Sede de viver


Crônicas sobre ecologia e comportamento humano.
Crítica ao urbanismo
Formato: 15x20
336 páginas
Eduardo Festugato
Escritor de Caxias do Sul - RS
Valor: R$25,00

Fugir da vida

Com o avanço tecnológico – transporte eletricidade, satélite artificial e computador, ao alcance de todos – não há mais motivos para as grandes aglomerações urbanas.
Nas alturas dos arranha-céu enormes, onde o homem se exila e se isola, não chega o canto da vida que enche de paz os corações: cheiro de terra, aroma do pasto, sussurro da aragem nas folhagens, rumor de cascatas nos grotões. Lá não se ouve cantos de pássaros, de cigarras; coaxar de sapos,cricris de grilos, relinchos de cavalos nem repiques de sinos anunciando o Ângelus.
Nas alturas dos arranha-céus reina o frio e o silêncio dos sepulcros.

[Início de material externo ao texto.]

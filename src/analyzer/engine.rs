//! Analysis engine - runs the detection, scoring and suggestion pipeline

use crate::config::{AnalyzerConfig, ConfigError};
use crate::detector::{CharacterProfile, PatternDetector};
use crate::suggestions::{RandomSource, SuggestionGenerator, ThreadRandom};
use crate::AnalysisResult;

use super::entropy::round2;
use super::{Classifier, EntropyEstimator, ScoreCalculator};

/// Main analysis engine. Holds only tuning constants, so one instance can be
/// shared and reused for any number of passwords.
#[derive(Debug, Clone, Default)]
pub struct PasswordAnalyzer {
    estimator: EntropyEstimator,
    generator: SuggestionGenerator,
}

impl PasswordAnalyzer {
    /// Create an analyzer with the default guess rate and mutation probability
    pub fn new() -> Self {
        Self::default()
    }

    /// Create an analyzer tuned by a config. Rejects a non-positive guess rate
    /// or a mutation probability outside `0..=1`.
    pub fn with_config(config: &AnalyzerConfig) -> Result<Self, ConfigError> {
        config.validate()?;
        Ok(Self {
            estimator: EntropyEstimator::new(config.guesses_per_second),
            generator: SuggestionGenerator::new()
                .with_mutation_probability(config.mutation_probability),
        })
    }

    /// Analyze a password; suggestion variations use the thread-local RNG.
    pub fn analyze(&self, password: &str) -> AnalysisResult {
        let mut rng = ThreadRandom::thread();
        self.analyze_with_rng(password, &mut rng)
    }

    /// Analyze a password with a caller-supplied random source.
    /// Everything except `suggestions[1..]` is independent of `rng`.
    pub fn analyze_with_rng(&self, password: &str, rng: &mut dyn RandomSource) -> AnalysisResult {
        // The password itself must never reach the logs.
        let profile = CharacterProfile::detect(password);
        let patterns = PatternDetector::new(password);
        let matched_patterns = patterns.matched_patterns();
        let matches_common_pattern = !matched_patterns.is_empty();
        log::trace!(
            "length {} charset {} patterns {:?}",
            profile.length,
            profile.possible_charset_size,
            matched_patterns
        );

        let entropy_bits = EntropyEstimator::entropy_bits(&profile);
        let crack_time = self.estimator.crack_time(&profile);

        let breakdown =
            ScoreCalculator::calculate_breakdown(&profile, entropy_bits, matches_common_pattern);
        let score = ScoreCalculator::calculate(&breakdown);

        let vulnerabilities = Classifier::vulnerabilities(&profile, matches_common_pattern);
        let attack_vectors = Classifier::attack_vectors(score);
        let suggestions = self.generator.generate(password, &vulnerabilities, rng);

        log::debug!(
            "analyzed password: score {} entropy {:.2} bits, crack time {}, {} findings",
            score,
            entropy_bits,
            crack_time,
            vulnerabilities.len()
        );

        AnalysisResult {
            score,
            entropy_bits: round2(entropy_bits),
            crack_time,
            vulnerabilities,
            attack_vectors,
            suggestions,
            breakdown,
            matched_patterns: matched_patterns.into_iter().map(String::from).collect(),
        }
    }
}


#[cfg(test)]
mod proptest_tests {
    use super::*;
    use crate::suggestions::{SeededRandom, SPECIAL_CHARACTERS};
    use proptest::prelude::*;

    /// Strings built from letters, digits, specials and a few non-ASCII characters.
    fn arbitrary_password() -> impl Strategy<Value = String> {
        prop::collection::vec(
            prop::sample::select(vec![
                'a', 'e', 'o', 's', 'z', 'A', 'E', 'O', 'S', 'Z', '0', '1', '9', '!', '$', ' ',
                '_', 'é', 'ß', '日',
            ]),
            0..24,
        )
        .prop_map(|chars| chars.into_iter().collect())
    }

    proptest! {
        #![proptest_config(ProptestConfig::with_cases(200))]

        #[test]
        fn score_is_bounded(ref password in ".{0,64}") {
            let result = PasswordAnalyzer::new().analyze(password);
            prop_assert!(result.score <= 100);
            prop_assert!(result.entropy_bits.is_finite());
            prop_assert!(result.crack_time.value.is_finite());
            prop_assert!(result.crack_time.seconds.is_finite());
        }

        #[test]
        fn always_three_suggestions(ref password in arbitrary_password(), seed in any::<u64>()) {
            let mut rng = SeededRandom::seeded(seed);
            let result = PasswordAnalyzer::new().analyze_with_rng(password, &mut rng);
            prop_assert_eq!(result.suggestions.len(), 3);
            let base = &result.suggestions[0];
            for variation in &result.suggestions[1..] {
                prop_assert_ne!(variation, base);
                let same_length = variation.chars().count() == base.chars().count();
                if same_length {
                    // Each changed character is a case flip or a digit turned special
                    for (original, varied) in base.chars().zip(variation.chars()) {
                        if original == varied {
                            continue;
                        }
                        let flipped = original.is_ascii_alphabetic()
                            && varied == (original as u8 ^ 0x20) as char;
                        let swapped = original.is_ascii_digit()
                            && SPECIAL_CHARACTERS.contains(&varied);
                        prop_assert!(flipped || swapped, "{:?} -> {:?}", original, varied);
                    }
                } else {
                    // Fallback: base + one special + 0..100
                    let suffix = variation.strip_prefix(base.as_str()).unwrap();
                    let mut rest = suffix.chars();
                    prop_assert!(SPECIAL_CHARACTERS.contains(&rest.next().unwrap()));
                    prop_assert!(rest.as_str().parse::<u8>().unwrap() < 100);
                }
            }
        }

        #[test]
        fn non_random_fields_are_deterministic(ref password in arbitrary_password()) {
            let analyzer = PasswordAnalyzer::new();
            let first = analyzer.analyze(password);
            let second = analyzer.analyze(password);
            prop_assert_eq!(first.score, second.score);
            prop_assert_eq!(first.entropy_bits, second.entropy_bits);
            prop_assert_eq!(first.crack_time, second.crack_time);
            prop_assert_eq!(&first.vulnerabilities, &second.vulnerabilities);
            prop_assert_eq!(&first.attack_vectors, &second.attack_vectors);
            prop_assert_eq!(&first.suggestions[0], &second.suggestions[0]);
        }

        #[test]
        fn findings_empty_only_when_nothing_fires(ref password in arbitrary_password()) {
            let result = PasswordAnalyzer::new().analyze(password);
            let profile = CharacterProfile::detect(password);
            let clean = profile.length >= 8
                && profile.class_count() == 4
                && result.matched_patterns.is_empty();
            prop_assert_eq!(result.vulnerabilities.is_empty(), clean);
        }
    }
}
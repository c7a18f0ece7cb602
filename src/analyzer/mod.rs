//! Analyzer module - password strength analysis engine

pub mod classifier;
pub mod engine;
pub mod entropy;
pub mod scoring;

pub use classifier::Classifier;
pub use engine::PasswordAnalyzer;
pub use entropy::{EntropyEstimator, GUESSES_PER_SECOND};
pub use scoring::ScoreCalculator;
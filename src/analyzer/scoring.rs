//! Score calculation for password strength

use crate::detector::CharacterProfile;
use crate::ScoreBreakdown;

/// Cap for each of the length, variety and entropy terms
const MAX_TERM_POINTS: f64 = 25.0;
const POINTS_PER_CHARACTER: usize = 2;
const LETTER_CASE_POINTS: u8 = 6;
const DIGIT_POINTS: u8 = 6;
const SPECIAL_POINTS: u8 = 7;
/// Deducted when the password matches a common pattern
pub const PATTERN_PENALTY: f64 = 25.0;

/// Calculator for password strength scores
pub struct ScoreCalculator;

impl ScoreCalculator {
    /// `min(25, length * 2)`
    pub fn length_points(length: usize) -> u8 {
        length.saturating_mul(POINTS_PER_CHARACTER).min(25) as u8
    }

    pub fn variety_points(profile: &CharacterProfile) -> u8 {
        let mut points = 0;
        if profile.has_lower {
            points += LETTER_CASE_POINTS;
        }
        if profile.has_upper {
            points += LETTER_CASE_POINTS;
        }
        if profile.has_digit {
            points += DIGIT_POINTS;
        }
        if profile.has_special {
            points += SPECIAL_POINTS;
        }
        points
    }

    /// Raw entropy bits capped at 25. Not rescaled: 17 bits contribute 17 points.
    pub fn entropy_points(entropy_bits: f64) -> f64 {
        entropy_bits.clamp(0.0, MAX_TERM_POINTS)
    }

    /// Build the breakdown. The penalty is applied to the sum of the three
    /// positive terms and floors at zero on its own.
    pub fn calculate_breakdown(
        profile: &CharacterProfile,
        entropy_bits: f64,
        matches_common_pattern: bool,
    ) -> ScoreBreakdown {
        let mut breakdown = ScoreBreakdown {
            length: Self::length_points(profile.length),
            variety: Self::variety_points(profile),
            entropy: Self::entropy_points(entropy_bits),
            pattern_penalty: 0.0,
        };
        if matches_common_pattern {
            breakdown.pattern_penalty = breakdown.subtotal().min(PATTERN_PENALTY);
        }
        breakdown
    }

    /// Final 0-100 score: penalize, clamp, then floor to an integer.
    /// Flooring keeps tier comparisons identical to the unrounded value.
    pub fn calculate(breakdown: &ScoreBreakdown) -> u8 {
        let score = (breakdown.subtotal() - breakdown.pattern_penalty).max(0.0);
        score.clamp(0.0, 100.0).floor() as u8
    }
}


#[cfg(test)]
mod proptest_tests {
    use super::*;
    use crate::analyzer::EntropyEstimator;
    use proptest::prelude::*;

    fn contributions(password: &str) -> (u8, f64) {
        let profile = CharacterProfile::detect(password);
        let bits = EntropyEstimator::entropy_bits(&profile);
        (
            ScoreCalculator::length_points(profile.length),
            ScoreCalculator::entropy_points(bits),
        )
    }

    proptest! {
        #![proptest_config(ProptestConfig::with_cases(200))]

        #[test]
        fn longer_password_never_scores_less(ref password in "[a-zA-Z0-9!@#]{1,30}", extra in 0usize..10) {
            // Repeat the first character so the set of classes stays fixed
            let first = password.chars().next().unwrap();
            let longer: String = password.chars().chain(std::iter::repeat(first).take(extra)).collect();
            let (short_len, short_entropy) = contributions(password);
            let (long_len, long_entropy) = contributions(&longer);
            prop_assert!(long_len >= short_len);
            prop_assert!(long_entropy >= short_entropy);
        }

        #[test]
        fn penalty_is_25_or_floors(ref password in "[a-zA-Z0-9!@#]{0,30}") {
            let profile = CharacterProfile::detect(password);
            let bits = EntropyEstimator::entropy_bits(&profile);
            let plain = ScoreCalculator::calculate(
                &ScoreCalculator::calculate_breakdown(&profile, bits, false));
            let penalized = ScoreCalculator::calculate(
                &ScoreCalculator::calculate_breakdown(&profile, bits, true));
            if plain >= 25 {
                prop_assert_eq!(plain - penalized, 25);
            } else {
                prop_assert_eq!(penalized, 0);
            }
        }
    }
}
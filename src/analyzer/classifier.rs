//! Vulnerability and attack-vector classification

use crate::detector::CharacterProfile;
use crate::{AttackVector, Vulnerability};

/// Passwords shorter than this are flagged as too short
pub const MIN_LENGTH: usize = 8;

pub struct Classifier;

impl Classifier {
    /// Findings in check order; each check fires independently.
    pub fn vulnerabilities(
        profile: &CharacterProfile,
        matches_common_pattern: bool,
    ) -> Vec<Vulnerability> {
        let checks = [
            (profile.length < MIN_LENGTH, Vulnerability::TooShort),
            (!profile.has_lower, Vulnerability::NoLowercase),
            (!profile.has_upper, Vulnerability::NoUppercase),
            (!profile.has_digit, Vulnerability::NoNumbers),
            (!profile.has_special, Vulnerability::NoSpecialCharacters),
            (matches_common_pattern, Vulnerability::CommonPattern),
        ];
        checks
            .into_iter()
            .filter(|(triggered, _)| *triggered)
            .map(|(_, vulnerability)| vulnerability)
            .collect()
    }

    /// Exactly one tier applies for a given score.
    pub fn attack_vectors(score: u8) -> Vec<AttackVector> {
        if score < 30 {
            vec![AttackVector::BruteForce, AttackVector::Dictionary]
        } else if score < 60 {
            vec![
                AttackVector::DictionaryWithSubstitutions,
                AttackVector::Hybrid,
            ]
        } else if score < 80 {
            vec![AttackVector::AdvancedHybrid]
        } else {
            vec![]
        }
    }
}
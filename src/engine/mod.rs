//! Work engine: the director facade over storage and handlers, and the
//! timer-driven polling loop.

pub mod director;
pub mod poller;

pub use director::WorkerDirector;
pub use poller::{Poller, PollerConfig};
//! Liveness-probe job: optionally waits, then echoes its input.
//!
//! Useful for verifying the queue end to end — enqueue a HEARTBEAT, watch
//! it come back as the result. `wait_ms` in the input delays completion,
//! which also exercises per-item timeouts.

use async_trait::async_trait;

use super::WorkHandler;

pub struct Heartbeat;

#[async_trait]
impl WorkHandler for Heartbeat {
    fn work_type(&self) -> &'static str {
        "HEARTBEAT"
    }

    async fn run(
        &self,
        input: &serde_json::Value,
    ) -> std::result::Result<serde_json::Value, String> {
        if let Some(wait_ms) = input.get("wait_ms").and_then(|v| v.as_u64()) {
            tokio::time::sleep(std::time::Duration::from_millis(wait_ms)).await;
        }
        Ok(input.clone())
    }
}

Se até lá chegar alguma voz será o ronco dos automóveis, os uivos dos ventos e os rugidos das tormentas com seus granizos, raios e trovões. Tristes, jamais uma corruíra fará ninho em suas janelas.
Morar num apartamento é fugir da vida. É treinar para a última morada, que é o túmulo... ou o “kitinete” de uma gaveta de cemitério.